Security Updates - Yahoo Messenger

Messenger Ymsgr Control

December 3, 2003

Do I need to update Yahoo! Messenger to the new version?

Yes, if you are using a version of Yahoo! Messenger obtained before 2007 on a Windows PC.

How do I get the Security Update?

You can download the latest version of Yahoo! Messenger from http://messenger.yahoo.com/download/. Select the typical install option during the install process.

What is the security issue?

There is a security issue, commonly referred to as a buffer overflow, in Yahoo! Messenger.

How did Yahoo! learn of this?

Yahoo! has relationships with third-party security organizations and researchers. We first learned of this issue when it was posted to a security board late last night. Upon learning of the issue, we immediately began working through our verification process. We encourage members of the security community to contact us directly to report vulnerabilities at .

What is the potential impact?

Some common impacts of a buffer overflow include being involuntarily logged-out of a messenger session, the crashing of applications such as Internet Explorer, and in some instances, may allow the introduction of executable code.

Who is affected?

Based on our internal analysis to date, we believe that this issue could only affect the very small percentage of Yahoo!

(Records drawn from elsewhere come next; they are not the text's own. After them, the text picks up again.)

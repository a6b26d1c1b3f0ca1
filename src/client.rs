use bytes::Bytes;
use futures::Stream;
use reqwest::Client;
use std::pin::Pin;
use std::time::Duration;
use tracing::debug;

use crate::error::{ProxyError, Result};
use crate::models::talkai::TalkAiRequest;

/// The TalkAI chat endpoint. The trailing slash is load-bearing: without it
/// the backend answers with a redirect instead of a stream.
pub const CHAT_ENDPOINT: &str = "https://claude.talkai.info/chat/send/";

/// The backend rejects requests without a browser-looking user agent.
const USER_AGENT: &str = "Mozilla/5.0 (Windows NT 10.0; Win64; x64) AppleWebKit/537.36";

const ACCEPT: &str = "application/json, text/event-stream";

pub type BackendStream = Pin<Box<dyn Stream<Item = reqwest::Result<Bytes>> + Send>>;

#[derive(Debug, Clone)]
pub struct TalkAiClient {
    client: Client,
}

impl TalkAiClient {
    pub fn new(timeout: Duration) -> Result<Self> {
        let client = Client::builder().timeout(timeout).build().map_err(|e| {
            ProxyError::InternalError(format!("Failed to create HTTP client: {}", e))
        })?;

        Ok(Self { client })
    }

    /// Send a chat request and hand back the raw body stream. Both reply
    /// modes consume this stream; dropping it early closes the backend
    /// connection.
    pub async fn send_chat(&self, request: &TalkAiRequest) -> Result<BackendStream> {
        let body = serde_json::to_vec(request)?;
        debug!(
            model = %request.settings.model,
            turns = request.messages_history.len(),
            bytes = body.len(),
            "forwarding chat to TalkAI"
        );

        let response = self
            .client
            .post(CHAT_ENDPOINT)
            .header("User-Agent", USER_AGENT)
            .header("Accept", ACCEPT)
            .header("Content-Type", "application/json")
            .body(body)
            .send()
            .await?;

        let status = response.status();
        if !status.is_success() {
            let error_body = response
                .text()
                .await
                .unwrap_or_else(|_| "Unknown error".to_string());
            debug!(%status, body = %error_body, "TalkAI rejected the request");
            return Err(ProxyError::BackendError { status });
        }

        Ok(Box::pin(response.bytes_stream()))
    }
}
use axum::{
    Json, Router,
    body::Body,
    extract::{Query, Request, State, rejection::JsonRejection},
    http::{Response, StatusCode, header},
    middleware::{self, Next},
    response::{Html, IntoResponse},
    routing::{get, post},
};
use std::collections::HashMap;
use std::sync::Arc;
use std::time::Instant;
use tracing::{debug, info};

use crate::auth::require_api_key;
use crate::error::{ProxyError, Result};
use crate::metrics::{LiveRequest, RequestStats};
use crate::models::openai::{ChatCompletionRequest, ChatCompletionResponse, ModelInfo, ModelList};
use crate::state::AppState;
use crate::streaming::{aggregate_content, reframe_stream};
use crate::transform::translate_request;

/// `POST /v1/chat/completions`. Translates the request, forwards it to
/// TalkAI, and answers either as one consolidated JSON body or as an SSE
/// stream, per the resolved streaming mode.
pub async fn chat_completions(
    State(state): State<Arc<AppState>>,
    Query(params): Query<HashMap<String, String>>,
    payload: std::result::Result<Json<ChatCompletionRequest>, JsonRejection>,
) -> Result<Response<Body>> {
    let Json(req) = payload.map_err(|e| {
        debug!(error = %e, "rejected request body");
        ProxyError::InvalidRequest("Invalid request body".to_string())
    })?;

    let stream_param = params.get("stream").map(String::as_str);
    let translated = translate_request(&req, &state.config, stream_param)?;

    info!(
        model = %translated.model,
        stream = translated.stream,
        turns = translated.backend.messages_history.len(),
        "chat completion"
    );

    let upstream = state.client.send_chat(&translated.backend).await?;

    if translated.stream {
        // The client disconnecting drops this stream, which closes the
        // backend connection with it.
        let sse = reframe_stream(upstream, translated.model);
        Ok(Response::builder()
            .status(StatusCode::OK)
            .header("Content-Type", "text/event-stream")
            .header("Cache-Control", "no-cache")
            .header("Connection", "keep-alive")
            .body(Body::from_stream(sse))
            .unwrap())
    } else {
        let content = aggregate_content(upstream).await;
        let response = ChatCompletionResponse::completed(&translated.model, content);
        Ok(Json(response).into_response())
    }
}

/// `GET /v1/models`. Model ids come from the configured map, sorted by id so
/// the listing is stable across restarts.
pub async fn list_models(State(state): State<Arc<AppState>>) -> Json<ModelList> {
    let data = state.model_map.keys().map(|id| ModelInfo::new(id)).collect();
    Json(ModelList::new(data))
}

pub async fn dashboard_stats(State(state): State<Arc<AppState>>) -> Json<RequestStats> {
    Json(state.stats.snapshot())
}

pub async fn dashboard_requests(State(state): State<Arc<AppState>>) -> Json<Vec<LiveRequest>> {
    Json(state.live_log.snapshot())
}

pub async fn dashboard_page() -> Html<&'static str> {
    Html(include_str!("../static/dashboard.html"))
}

pub async fn docs_page() -> Html<&'static str> {
    Html(include_str!("../static/docs.html"))
}

/// Record every `/v1` request, whatever its outcome. Sits outside the auth
/// layer so rejected requests are counted too. For streaming replies the
/// duration covers up to the response head, not the full body.
pub async fn track_requests(
    State(state): State<Arc<AppState>>,
    req: Request,
    next: Next,
) -> axum::response::Response {
    let method = req.method().to_string();
    let path = req.uri().path().to_string();
    let user_agent = req
        .headers()
        .get(header::USER_AGENT)
        .and_then(|v| v.to_str().ok())
        .unwrap_or("")
        .to_string();

    let start = Instant::now();
    let response = next.run(req).await;
    let duration = start.elapsed();
    let status = response.status().as_u16();

    state.stats.record(status, duration);
    state
        .live_log
        .push(LiveRequest::new(&method, &path, status, duration, &user_agent));

    response
}

/// Assemble the full application router. Dashboard routes are only mounted
/// when enabled; `/docs` is always served.
pub fn build_router(state: Arc<AppState>) -> Router {
    let v1 = Router::new()
        .route("/chat/completions", post(chat_completions))
        .route("/models", get(list_models))
        .layer(middleware::from_fn_with_state(
            state.clone(),
            require_api_key,
        ))
        .layer(middleware::from_fn_with_state(state.clone(), track_requests));

    let mut app = Router::new().nest("/v1", v1);

    if state.config.dashboard_enabled {
        app = app
            .route("/dashboard", get(dashboard_page))
            .route("/dashboard/stats", get(dashboard_stats))
            .route("/dashboard/requests", get(dashboard_requests));
    }

    app.route("/docs", get(docs_page)).with_state(state)
}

Messenger users who have proactively changed their Internet Explorer security setting from the default level of "medium" to the highly unsafe "low" level. From that small base of users, the attacker would then have to successfully prompt that user to view malicious html code, generally by leading them to a separate Web page. To change the IE security setting to "low", a user must go through several safeguards and prompts since it is a highly unsafe setting. We are not aware of any active exploits.

Why do I have to install the update?

Installing the update helps protect against exploits of this issue that may be developed.

How long will it take?

The update should take no more than a few minutes, although the exact time depends on the speed of your Internet connection.

What if I don't install the update?

Each time you sign in to Yahoo! Messenger, you will be prompted to update. If you choose not to update and you have not updated via this page, the vulnerability will still exist.